The West Virginia Northern Railroad (WVN) was a short line railroad that ran from Kingwood to Tunnelton in Preston County, West Virginia. It operated from 1886 to 1991.

From the beginning of its existence through February 19, 1991, the railroad had but one purpose — to bring loads of coal from the mines of Preston County to the B&O interchange at Tunnelton for shipment to points far removed from the mountains of Appalachia. Until the late 1980s West Virginia Northern crews could be found somewhere along its roller coaster route switching its numerous coal tipples.

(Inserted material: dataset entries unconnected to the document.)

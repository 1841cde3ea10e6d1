//! # wire-playback
//!
//! Reconstructs MySQL client/server conversations from captured traffic and
//! hands every query to a replay subsystem, keeping the captured outcome for
//! comparison with the replayed one.
//!
//! ## Layers
//! - [`core`]: packet framing and cross-segment reassembly
//! - [`protocol`]: classification, per-connection state, dispatch, registry
//! - [`replay`]: non-blocking submission, ordered per-session replay, comparison
//! - [`utils`]: logging, statistics, timestamps
//!
//! ## Example
//! ```rust
//! use std::sync::Arc;
//! use std::time::Duration;
//! use wire_playback::config::ParserConfig;
//! use wire_playback::protocol::{ConnectionIdentity, ConnectionRegistry, Direction, Dispatcher};
//! use wire_playback::replay::QueueReplayer;
//! use wire_playback::utils::ParserStats;
//!
//! let (replayer, mut jobs) = QueueReplayer::new();
//! let stats = Arc::new(ParserStats::new());
//! let registry = ConnectionRegistry::new(
//!     ParserConfig::default(),
//!     Dispatcher::new(Arc::new(replayer), stats.clone()),
//! );
//!
//! let client = ConnectionIdentity::new(0x0A00_0001, 40000);
//! let query = [0x09, 0x00, 0x00, 0x00, 0x03, b'S', b'E', b'L', b'E', b'C', b'T', b' ', b'1'];
//! registry
//!     .deliver_bytes(client, Direction::ClientToServer, Duration::from_secs(1), &query)
//!     .unwrap();
//!
//! assert!(jobs.try_recv().is_ok());
//! ```

pub mod config;
pub mod core;
pub mod error;
pub mod protocol;
pub mod replay;
pub mod utils;

pub use config::PlaybackConfig;
pub use error::{ProtocolError, Result};
pub use protocol::{ConnectionIdentity, ConnectionRegistry, Direction, Dispatcher};
pub use replay::{QueueReplayer, ReplaySubmitter};
pub use utils::{ParserStats, StatsRecorder};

The line became a tourist railroad in August 1994, operated by Kingwood Northern, Inc. The tourist operation ran until 1999, when its "First Annual Railfan Weekend" was abruptly announced to be its final run. Locomotives and equipment remained on site until 2002, when the two remaining locomotives unceremoniously ran the line one final time under their own power from Kingwood shops to the CSX interchange at Tunnelton, where they were picked up and moved to a Pittsburgh suburb for storage (they were moved again in 2005 to Eighty Four, Pennsylvania). Tracks were removed by 2005, leaving behind sparse evidence that a railroad ever existed there, with the exception of the trackless Kingwood shop area and ties stored near the former site of Marion Siding.

==Disposition==
As of 2020, the Preston County Parks & Recreation Commission is in the planning and development phase of creating the West Virginia Northern Rail Trail, after the right of way was acquired from the Kern Valley Railroad, who had purchased the line in the early 2000s for its scrap resources. Most of the structures at the former Kingwood Junction yard were removed in the late 2010s, although plans are in place to re-construct the old water tower in a slightly different location as the "gateway" for the new recreational trail.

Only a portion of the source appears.